Figure  shows a projection of tungsten bronze structure crystal in the (001) surface. When the six position A1, A2 are not all filled by cation and positions C is completely empty, called as non-full structure (such as SBN, CSBN etc.); when the six position A1, A2 are all filled with cations and position C is completely empty, called full structure (such as barium sodium niobate BNN, etc.); when the six position of A1, A2 and four positions of C are filled by cation, called completely full structure. Full or completely full type of TB structure has excellent optical stability. Experiments show that the full structure TB will not appear at room temperature (or less serious), "light damage"; however, the non-full structure crystal of TB is sensitive to "light damage".

 

The full structure crystal of TB is very important in laser applications, a large number of full  structure of TB compound showed up in recent years (or completely full type) is developed on this basis. During the preparation of these compounds crystal, in order to meet the neutral and completely fill the six positions A, different divalent cations are often introduced to fill position A (such as Li ⁺, Na ⁺, Bi^{3 +} and other rare earth elements), other available ions (such as Zr^{4 +}, Ti^{4 +}, Ws^{8 +}, etc.) can be used in replacement of Nb^{5 +} ions.

 

For niobate with non-full TB structure , it can further improved its crystalline materials quality or changing their various properties through molecular design and doping. In addition, niobate with TB structure most has excellent ferroelectric properties.

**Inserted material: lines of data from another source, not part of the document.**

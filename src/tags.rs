//! Tag index derived from the note collection.

use std::collections::BTreeSet;

use crate::entity::Note;

/// Selector entry meaning "no tag filter".
pub const ALL_TAGS: &str = "All";

/// Every distinct tag across `notes`, sorted lexicographically.
pub fn all_tags(notes: &[Note]) -> Vec<String> {
    notes
        .iter()
        .flat_map(|n| n.tags.iter().cloned())
        .collect::<BTreeSet<_>>()
        .into_iter()
        .collect()
}

/// Tag selector options: [`ALL_TAGS`] followed by [`all_tags`].
pub fn tag_options(notes: &[Note]) -> Vec<String> {
    std::iter::once(ALL_TAGS.to_string())
        .chain(all_tags(notes))
        .collect()
}
use std::env;
use std::net::SocketAddr;
use std::path::PathBuf;

use serde::{Deserialize, Serialize};

use crate::error::{NotesError, Result};

pub const FILE_ENV: &str = "NOTESTORE_FILE";
pub const BIND_ENV: &str = "NOTESTORE_BIND";

const DEFAULT_FILE: &str = "notes.json";
const DEFAULT_BIND: &str = "127.0.0.1:8501";

/// Runtime configuration: where the notes live and where to serve them.
#[derive(Debug, Clone, PartialEq, Eq, Serialize, Deserialize)]
pub struct Config {
    pub notes_file: PathBuf,
    pub bind: String,
}

impl Default for Config {
    fn default() -> Self {
        Self {
            notes_file: PathBuf::from(DEFAULT_FILE),
            bind: DEFAULT_BIND.to_string(),
        }
    }
}

impl Config {
    /// Defaults overridden by `NOTESTORE_FILE` / `NOTESTORE_BIND`.
    pub fn from_env() -> Self {
        Self::from_lookup(|key| env::var(key).ok())
    }

    fn from_lookup(lookup: impl Fn(&str) -> Option<String>) -> Self {
        let mut config = Self::default();
        if let Some(file) = lookup(FILE_ENV).filter(|v| !v.is_empty()) {
            config.notes_file = PathBuf::from(file);
        }
        if let Some(bind) = lookup(BIND_ENV).filter(|v| !v.is_empty()) {
            config.bind = bind;
        }
        config
    }

    /// Apply command-line overrides on top of the current values.
    pub fn with_overrides(mut self, notes_file: Option<PathBuf>, bind: Option<String>) -> Self {
        if let Some(file) = notes_file {
            self.notes_file = file;
        }
        if let Some(bind) = bind {
            self.bind = bind;
        }
        self
    }

    pub fn bind_addr(&self) -> Result<SocketAddr> {
        self.bind
            .parse()
            .map_err(|_| NotesError::InvalidInput(format!("invalid bind address '{}'", self.bind)))
    }
}

#[cfg(test)]
mod tests {
    use super::*;

    #[test]
    fn test_default_config() {
        let config = Config::default();
        assert_eq!(config.notes_file, PathBuf::from("notes.json"));
        assert_eq!(config.bind_addr().unwrap().port(), 8501);
    }

    #[test]
    fn test_env_overrides() {
        let config = Config::from_lookup(|key| match key {
            FILE_ENV => Some("/tmp/other.json".to_string()),
            BIND_ENV => Some("0.0.0.0:9000".to_string()),
            _ => None,
        });
        assert_eq!(config.notes_file, PathBuf::from("/tmp/other.json"));
        assert_eq!(config.bind, "0.0.0.0:9000");
    }

    #[test]
    fn test_empty_env_values_ignored() {
        let config = Config::from_lookup(|_| Some(String::new()));
        assert_eq!(config, Config::default());
    }

    #[test]
    fn test_cli_overrides_win() {
        let config = Config::default().with_overrides(Some(PathBuf::from("x.json")), None);
        assert_eq!(config.notes_file, PathBuf::from("x.json"));
        assert_eq!(config.bind, "127.0.0.1:8501");
    }

    #[test]
    fn test_invalid_bind() {
        let config = Config::default().with_overrides(None, Some("nope".to_string()));
        assert!(matches!(config.bind_addr(), Err(NotesError::InvalidInput(_))));
    }
}
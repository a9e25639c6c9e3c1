//! Route handlers. Store calls do blocking file I/O and run on the blocking
//! pool.

use axum::{
    extract::{rejection::JsonRejection, Path, Query, State},
    http::StatusCode,
    response::{IntoResponse, Json},
};
use serde::Deserialize;

use crate::entity::{Note, NoteDraft};
use crate::search::NoteFilter;
use crate::share::{resolve_shared, SharedNote};
use crate::storage::NoteStore;
use crate::tags::tag_options;

use super::http_error::{HttpError, INTERNAL_ERROR, INVALID_INPUT, NOTE_NOT_FOUND};
use super::AppState;

async fn with_store<T, F>(state: &AppState, f: F) -> Result<T, HttpError>
where
    F: FnOnce(&NoteStore) -> crate::Result<T> + Send + 'static,
    T: Send + 'static,
{
    let store = state.store.clone();
    tokio::task::spawn_blocking(move || f(&store))
        .await
        .map_err(|e| HttpError::new(format!("store task failed: {}", e), INTERNAL_ERROR))?
        .map_err(HttpError::from)
}

#[derive(Debug, Default, Deserialize)]
pub struct ListQuery {
    pub tag: Option<String>,
    pub q: Option<String>,
}

#[derive(Debug, Default, Deserialize)]
pub struct ShareQuery {
    pub note_id: Option<String>,
}

// GET /health
pub async fn health() -> &'static str {
    "ok"
}

// GET /notes?tag=&q=
pub async fn list_notes(
    State(state): State<AppState>,
    Query(query): Query<ListQuery>,
) -> Result<Json<Vec<Note>>, HttpError> {
    let filter = NoteFilter::new(query.tag.as_deref(), query.q.unwrap_or_default());
    let notes = with_store(&state, NoteStore::list).await?;
    let filtered = filter.apply(&notes).into_iter().cloned().collect();
    Ok(Json(filtered))
}

// POST /notes
pub async fn create_note(
    State(state): State<AppState>,
    body: Result<Json<NoteDraft>, JsonRejection>,
) -> Result<impl IntoResponse, HttpError> {
    let Json(draft) = body?;
    let note = with_store(&state, move |store| store.create(draft)).await?;
    Ok((StatusCode::CREATED, Json(note)))
}

// GET /notes/{id}
pub async fn get_note(
    State(state): State<AppState>,
    Path(id): Path<String>,
) -> Result<Json<Note>, HttpError> {
    let note = with_store(&state, move |store| store.get(&id)).await?;
    Ok(Json(note))
}

// PUT /notes/{id}
pub async fn replace_note(
    State(state): State<AppState>,
    Path(id): Path<String>,
    body: Result<Json<NoteDraft>, JsonRejection>,
) -> Result<Json<Note>, HttpError> {
    let Json(draft) = body?;
    let note = with_store(&state, move |store| store.replace(&id, draft)).await?;
    Ok(Json(note))
}

// DELETE /notes/{id}
pub async fn delete_note(
    State(state): State<AppState>,
    Path(id): Path<String>,
) -> Result<StatusCode, HttpError> {
    let lookup = id.clone();
    if with_store(&state, move |store| store.delete_by_id(&lookup)).await? {
        Ok(StatusCode::NO_CONTENT)
    } else {
        Err(HttpError::new(format!("Note not found: {}", id), NOTE_NOT_FOUND))
    }
}

// GET /tags
pub async fn list_tags(State(state): State<AppState>) -> Result<Json<Vec<String>>, HttpError> {
    let notes = with_store(&state, NoteStore::load).await?;
    Ok(Json(tag_options(&notes)))
}

// GET /share?note_id=
pub async fn shared_note(
    State(state): State<AppState>,
    Query(query): Query<ShareQuery>,
) -> Result<Json<SharedNote>, HttpError> {
    let id = query
        .note_id
        .filter(|id| !id.is_empty())
        .ok_or_else(|| HttpError::new("missing note_id parameter", INVALID_INPUT))?;

    tracing::debug!(%id, "resolving shared note");
    let notes = with_store(&state, NoteStore::load).await?;
    Ok(Json(resolve_shared(&id, &notes)?))
}
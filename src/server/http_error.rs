//! JSON error bodies for the HTTP surface.

use axum::{
    extract::rejection::JsonRejection,
    http::StatusCode,
    response::{IntoResponse, Json, Response},
};
use serde::{Deserialize, Serialize};

use crate::error::NotesError;

pub const NOTE_NOT_FOUND: &str = "NOTE_NOT_FOUND";
pub const INVALID_INPUT: &str = "INVALID_INPUT";
pub const STORAGE_UNAVAILABLE: &str = "STORAGE_UNAVAILABLE";
pub const INTERNAL_ERROR: &str = "INTERNAL_ERROR";

#[derive(Debug, Serialize, Deserialize)]
pub struct HttpError {
    /// User-facing error message
    pub message: String,
    /// Machine-readable error code
    pub code: String,
}

impl HttpError {
    pub fn new(message: impl Into<String>, code: impl Into<String>) -> Self {
        Self {
            message: message.into(),
            code: code.into(),
        }
    }

    pub fn status(&self) -> StatusCode {
        match self.code.as_str() {
            NOTE_NOT_FOUND => StatusCode::NOT_FOUND,
            INVALID_INPUT => StatusCode::BAD_REQUEST,
            STORAGE_UNAVAILABLE => StatusCode::SERVICE_UNAVAILABLE,
            _ => StatusCode::INTERNAL_SERVER_ERROR,
        }
    }
}

impl IntoResponse for HttpError {
    fn into_response(self) -> Response {
        (self.status(), Json(self)).into_response()
    }
}

impl From<NotesError> for HttpError {
    fn from(err: NotesError) -> Self {
        let code = match &err {
            NotesError::NotFound(_) => NOTE_NOT_FOUND,
            NotesError::InvalidInput(_) => INVALID_INPUT,
            NotesError::StorageUnavailable { .. } => {
                tracing::error!(error = %err, "storage unavailable");
                STORAGE_UNAVAILABLE
            }
            _ => {
                tracing::error!(error = %err, "request failed");
                INTERNAL_ERROR
            }
        };
        HttpError::new(err.to_string(), code)
    }
}

/// Unreadable request bodies (bad JSON, wrong field types, a malformed date,
/// a missing content type) are all invalid input.
impl From<JsonRejection> for HttpError {
    fn from(rejection: JsonRejection) -> Self {
        tracing::debug!(status = %rejection.status(), "rejected request body");
        HttpError::new(rejection.body_text(), INVALID_INPUT)
    }
}

#[cfg(test)]
mod tests {
    use super::*;

    #[test]
    fn test_status_mapping() {
        let cases = [
            (NotesError::NotFound("x".to_string()), StatusCode::NOT_FOUND),
            (NotesError::InvalidInput("x".to_string()), StatusCode::BAD_REQUEST),
            (
                NotesError::StorageUnavailable {
                    path: "notes.json".into(),
                    reason: "bad".to_string(),
                },
                StatusCode::SERVICE_UNAVAILABLE,
            ),
            (
                NotesError::Io(std::io::Error::other("boom")),
                StatusCode::INTERNAL_SERVER_ERROR,
            ),
        ];

        for (err, status) in cases {
            assert_eq!(HttpError::from(err).status(), status);
        }
    }

    #[test]
    fn test_message_carries_id() {
        let err = HttpError::from(NotesError::NotFound("abc".to_string()));
        assert_eq!(err.code, NOTE_NOT_FOUND);
        assert!(err.message.contains("abc"));
    }
}
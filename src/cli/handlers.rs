use std::io::{self, Read, Write};
use std::path::PathBuf;

use crate::config::Config;
use crate::entity::{parse_checklist, parse_date, parse_tags, Note, NoteDraft};
use crate::error::{NotesError, Result};
use crate::export::{export_markdown, export_pdf, write_export};
use crate::search::NoteFilter;
use crate::share::{resolve_shared, share_link};
use crate::storage::NoteStore;
use crate::tags::all_tags;

use super::{ExportFormat, NoteFields};

impl NoteFields {
    /// Turn command-line fields into a draft, reading stdin when asked.
    pub fn into_draft(self) -> Result<NoteDraft> {
        let content = if self.stdin {
            let mut content = String::new();
            io::stdin().read_to_string(&mut content)?;
            Some(content)
        } else {
            self.content
        };

        Ok(NoteDraft {
            title: self.title,
            content,
            tags: self.tags.as_deref().map(parse_tags).unwrap_or_default(),
            checklist: self
                .checklist
                .as_deref()
                .map(parse_checklist)
                .unwrap_or_default(),
            date: self.date.as_deref().map(parse_date).transpose()?,
        })
    }
}

fn print_note(note: &Note) {
    println!("{} ({})", note.title, note.date);
    println!("  id: {}", note.id.as_deref().unwrap_or("-"));
    if !note.tags.is_empty() {
        println!("  tags: {}", note.tags.join(", "));
    }
    if !note.checklist.is_empty() {
        println!("  checklist:");
        for item in &note.checklist {
            println!("    [{}] {}", if item.done { "x" } else { " " }, item.text);
        }
    }
    if !note.content.is_empty() {
        println!();
        println!("{}", note.content);
    }
}

pub fn handle_add(store: &NoteStore, fields: NoteFields, json: bool) -> Result<()> {
    let note = store.create(fields.into_draft()?)?;

    if json {
        println!("{}", serde_json::to_string_pretty(&note)?);
    } else {
        println!("Created note ({}) - {}", note.short_id(), note.title);
    }
    Ok(())
}

pub fn handle_list(
    store: &NoteStore,
    tag: Option<String>,
    search: Option<String>,
    json: bool,
) -> Result<()> {
    let notes = store.list()?;
    let mut filter = NoteFilter::parse(search.as_deref().unwrap_or_default());
    if let Some(tag) = tag.as_deref() {
        filter.tag = tag.into();
    }
    let matched = filter.apply(&notes);

    if json {
        println!("{}", serde_json::to_string_pretty(&matched)?);
    } else if matched.is_empty() {
        println!("No notes found.");
    } else {
        println!("Notes:\n");
        for n in matched {
            println!("  ({}) {} {}", n.short_id(), n.date, n.title);
            if !n.tags.is_empty() {
                println!("      tags: {}", n.tags.join(", "));
            }
        }
    }
    Ok(())
}

pub fn handle_get(store: &NoteStore, id: String, json: bool) -> Result<()> {
    let note = store.get(&id)?;

    if json {
        println!("{}", serde_json::to_string_pretty(&note)?);
    } else {
        print_note(&note);
    }
    Ok(())
}

pub fn handle_update(store: &NoteStore, id: String, fields: NoteFields, json: bool) -> Result<()> {
    let note = store.replace(&id, fields.into_draft()?)?;

    if json {
        println!("{}", serde_json::to_string_pretty(&note)?);
    } else {
        println!("Updated note ({}) - {}", note.short_id(), note.title);
    }
    Ok(())
}

pub fn handle_delete(store: &NoteStore, id: String, force: bool) -> Result<()> {
    let note = store.get(&id)?;

    // Confirm deletion unless --force is used
    if !force {
        eprintln!("Delete note ({}) - {}? [y/N] ", note.short_id(), note.title);

        if atty::is(atty::Stream::Stdin) {
            let mut input = String::new();
            io::stdin().read_line(&mut input)?;
            if !input.trim().eq_ignore_ascii_case("y") {
                println!("Cancelled.");
                return Ok(());
            }
        } else {
            return Err(NotesError::InvalidInput(
                "Use --force to delete in non-interactive mode".to_string(),
            ));
        }
    }

    if !store.delete_by_id(&id)? {
        return Err(NotesError::NotFound(id));
    }
    println!("Deleted note ({}) - {}", note.short_id(), note.title);
    Ok(())
}

pub fn handle_tags(store: &NoteStore, json: bool) -> Result<()> {
    let tags = all_tags(&store.load()?);

    if json {
        println!("{}", serde_json::to_string_pretty(&tags)?);
    } else if tags.is_empty() {
        println!("No tags found.");
    } else {
        for tag in tags {
            println!("{}", tag);
        }
    }
    Ok(())
}

pub fn handle_share(store: &NoteStore, id: String, base_url: String, json: bool) -> Result<()> {
    let shared = resolve_shared(&id, &store.load()?)?;
    let link = share_link(&base_url, &id);

    if json {
        #[derive(serde::Serialize)]
        struct ShareJson<'a> {
            link: &'a str,
            #[serde(flatten)]
            note: &'a crate::share::SharedNote,
        }
        let out = ShareJson {
            link: &link,
            note: &shared,
        };
        println!("{}", serde_json::to_string_pretty(&out)?);
    } else {
        println!("Shared note: {}", shared.title);
        println!("Link: {}", link);
        if !shared.tags.is_empty() {
            println!("Tags: {}", shared.tags.join(", "));
        }
    }
    Ok(())
}

pub fn handle_backfill(store: &NoteStore) -> Result<()> {
    let (_, assigned) = store.backfill()?;

    if assigned == 0 {
        println!("All notes already have IDs.");
    } else {
        println!("Assigned IDs to {} note(s).", assigned);
    }
    Ok(())
}

pub fn handle_export(
    store: &NoteStore,
    id: String,
    format: ExportFormat,
    output: Option<PathBuf>,
) -> Result<()> {
    let note = store.get(&id)?;
    let body = match format {
        ExportFormat::Markdown => export_markdown(&note)?.into_bytes(),
        ExportFormat::Pdf => export_pdf(&note)?,
    };

    match output {
        Some(path) => {
            write_export(&path, &body)?;
            println!("Exported '{}' to {}", note.title, path.display());
        }
        None => {
            let mut stdout = io::stdout().lock();
            stdout.write_all(&body)?;
            stdout.flush()?;
        }
    }
    Ok(())
}

pub fn handle_serve(config: &Config) -> Result<()> {
    let addr = config.bind_addr()?;
    let store = NoteStore::open(config.notes_file.clone());

    let runtime = tokio::runtime::Builder::new_multi_thread()
        .enable_all()
        .build()?;
    runtime.block_on(crate::server::serve(store, addr))
}
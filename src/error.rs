use std::path::PathBuf;

use thiserror::Error;

#[derive(Error, Debug)]
pub enum NotesError {
    #[error("Storage unavailable at {}: {reason}", path.display())]
    StorageUnavailable { path: PathBuf, reason: String },

    #[error("Note not found: {0}")]
    NotFound(String),

    #[error("Invalid input: {0}")]
    InvalidInput(String),

    #[error("IO error: {0}")]
    Io(#[from] std::io::Error),

    #[error("JSON error: {0}")]
    Json(#[from] serde_json::Error),

    #[error("YAML error: {0}")]
    Yaml(#[from] serde_yaml::Error),

    #[error("Export failed: {0}")]
    Export(String),
}

impl NotesError {
    pub(crate) fn storage(path: impl Into<PathBuf>, reason: impl ToString) -> Self {
        NotesError::StorageUnavailable {
            path: path.into(),
            reason: reason.to_string(),
        }
    }
}

pub type Result<T> = std::result::Result<T, NotesError>;
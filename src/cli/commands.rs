use std::path::PathBuf;

use clap::{Args, Parser, Subcommand, ValueEnum};

#[derive(Parser, Debug)]
#[command(name = "notestore")]
#[command(version, about = "A flat-file notes store with tagging, search and link sharing")]
#[command(propagate_version = true)]
pub struct Cli {
    /// Notes file (defaults to $NOTESTORE_FILE or ./notes.json)
    #[arg(long, global = true, value_name = "PATH")]
    pub file: Option<PathBuf>,

    #[command(subcommand)]
    pub command: Commands,
}

/// Fields accepted when creating or rewriting a note.
#[derive(Args, Debug, Default)]
pub struct NoteFields {
    /// Note title (defaults to "Note N")
    pub title: Option<String>,

    /// Note content (markup is stored as-is)
    #[arg(long, conflicts_with = "stdin")]
    pub content: Option<String>,

    /// Read content from stdin
    #[arg(long)]
    pub stdin: bool,

    /// Comma separated tags, e.g. "home, errands"
    #[arg(long, short = 't')]
    pub tags: Option<String>,

    /// Checklist items, one per line
    #[arg(long, short = 'c')]
    pub checklist: Option<String>,

    /// Date as YYYY-MM-DD (defaults to today)
    #[arg(long)]
    pub date: Option<String>,
}

#[derive(Debug, Clone, Copy, PartialEq, Eq, ValueEnum)]
pub enum ExportFormat {
    /// YAML frontmatter, content and checklist
    Markdown,
    /// The content as plain text
    Pdf,
}

#[derive(Subcommand, Debug)]
pub enum Commands {
    /// Add a new note
    Add {
        #[command(flatten)]
        fields: NoteFields,

        /// Output as JSON
        #[arg(long)]
        json: bool,
    },

    /// List notes, optionally filtered
    List {
        /// Only notes carrying this tag ("All" for no filter)
        #[arg(long)]
        tag: Option<String>,

        /// Case-insensitive search in note content; a "tag:NAME" word also
        /// narrows by tag
        #[arg(long, short = 's')]
        search: Option<String>,

        /// Output as JSON
        #[arg(long)]
        json: bool,
    },

    /// Show a single note by ID
    Get {
        id: String,

        /// Output as JSON
        #[arg(long)]
        json: bool,
    },

    /// Rewrite a note; omitted fields reset to their defaults
    Update {
        id: String,

        #[command(flatten)]
        fields: NoteFields,

        /// Output as JSON
        #[arg(long)]
        json: bool,
    },

    /// Delete a note by ID
    Delete {
        id: String,

        /// Skip the confirmation prompt
        #[arg(long, short = 'f')]
        force: bool,
    },

    /// List all tags in use
    Tags {
        /// Output as JSON
        #[arg(long)]
        json: bool,
    },

    /// Show the shared view of a note and its share link
    Share {
        id: String,

        /// Base URL the share link points at
        #[arg(long, default_value = "http://localhost:8501/")]
        base_url: String,

        /// Output as JSON
        #[arg(long)]
        json: bool,
    },

    /// Assign IDs to notes that lack one
    Backfill,

    /// Export a note as Markdown or PDF
    Export {
        id: String,

        #[arg(long, value_enum, default_value_t = ExportFormat::Markdown)]
        format: ExportFormat,

        /// Write to this file instead of stdout
        #[arg(long, short = 'o')]
        output: Option<PathBuf>,
    },

    /// Serve the notes over HTTP
    Serve {
        /// Address to bind (defaults to $NOTESTORE_BIND or 127.0.0.1:8501)
        #[arg(long)]
        bind: Option<String>,
    },
}
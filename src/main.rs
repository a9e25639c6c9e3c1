use clap::Parser;
use notestore::cli::{
    handle_add, handle_backfill, handle_delete, handle_export, handle_get, handle_list,
    handle_serve, handle_share, handle_tags, handle_update, Cli, Commands,
};
use notestore::config::Config;
use notestore::storage::NoteStore;

fn main() {
    // Logs go to stderr so stdout stays clean for --json output
    tracing_subscriber::fmt()
        .with_env_filter(
            tracing_subscriber::EnvFilter::try_from_default_env()
                .unwrap_or_else(|_| tracing_subscriber::EnvFilter::new("warn")),
        )
        .with_writer(std::io::stderr)
        .init();

    let cli = Cli::parse();
    let config = Config::from_env().with_overrides(cli.file, None);
    let store = NoteStore::open(config.notes_file.clone());

    let result = match cli.command {
        Commands::Add { fields, json } => handle_add(&store, fields, json),
        Commands::List { tag, search, json } => handle_list(&store, tag, search, json),
        Commands::Get { id, json } => handle_get(&store, id, json),
        Commands::Update { id, fields, json } => handle_update(&store, id, fields, json),
        Commands::Delete { id, force } => handle_delete(&store, id, force),
        Commands::Tags { json } => handle_tags(&store, json),
        Commands::Share { id, base_url, json } => handle_share(&store, id, base_url, json),
        Commands::Backfill => handle_backfill(&store),
        Commands::Export { id, format, output } => handle_export(&store, id, format, output),
        Commands::Serve { bind } => handle_serve(&config.with_overrides(None, bind)),
    };

    if let Err(e) = result {
        eprintln!("Error: {}", e);
        std::process::exit(1);
    }
}
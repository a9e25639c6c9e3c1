//! HTTP surface over the note store.
//!
//! # Routes
//!
//! - `GET /notes?tag=&q=` lists notes, narrowed by tag and content search
//! - `POST /notes` creates a note from a draft
//! - `GET|PUT|DELETE /notes/{id}` reads, rewrites, or removes one note
//! - `GET /tags` lists tag selector options, `"All"` first
//! - `GET /share?note_id=` returns the public projection of a note
//!
//! # Security
//!
//! No authentication. The share route hands out any note whose id is known.

mod handlers;
mod http_error;


use std::net::SocketAddr;
use std::sync::Arc;

use axum::{routing::get, Router};

use crate::storage::NoteStore;
use crate::Result;

pub use http_error::HttpError;

/// State shared by all handlers.
#[derive(Clone)]
pub struct AppState {
    pub store: Arc<NoteStore>,
}

impl AppState {
    pub fn new(store: NoteStore) -> Self {
        Self {
            store: Arc::new(store),
        }
    }
}

pub fn router(state: AppState) -> Router {
    Router::new()
        .route("/health", get(handlers::health))
        .route(
            "/notes",
            get(handlers::list_notes).post(handlers::create_note),
        )
        .route(
            "/notes/{id}",
            get(handlers::get_note)
                .put(handlers::replace_note)
                .delete(handlers::delete_note),
        )
        .route("/tags", get(handlers::list_tags))
        .route("/share", get(handlers::shared_note))
        .with_state(state)
}

/// Serve `store` on `addr` until Ctrl-C.
pub async fn serve(store: NoteStore, addr: SocketAddr) -> Result<()> {
    let path = store.path().display().to_string();
    let listener = tokio::net::TcpListener::bind(addr).await?;
    tracing::info!(%addr, notes_file = %path, "serving notes");

    axum::serve(listener, router(AppState::new(store)))
        .with_graceful_shutdown(shutdown_signal())
        .await?;
    Ok(())
}

async fn shutdown_signal() {
    if let Err(e) = tokio::signal::ctrl_c().await {
        tracing::warn!(error = %e, "failed to listen for shutdown signal");
        std::future::pending::<()>().await;
    }
    tracing::info!("shutting down");
}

The differences in their structure and synthetic ingredients have a significant impact on its ferroelectric properties and other properties (obvious examples is SBN) Therefore, to obtain crystalline materials with the desired properties, studies on such materials composition of doping and solid solution are of great significance. There are few mechanism study on niobate with TB basin structure ferroelectric phenomenon, now that they are considered as "one-dimensional type" ferroelectrics, of which the motor iron mechanism can be explained by the view of ion displacement polarization: when the crystal was cooled to curie point below, all the metal ions in octahedral centers and Al, A2 position displaced with respect to the vicinity oxygen atoms plane, resulting in the generation of spontaneous polarization of the crystal.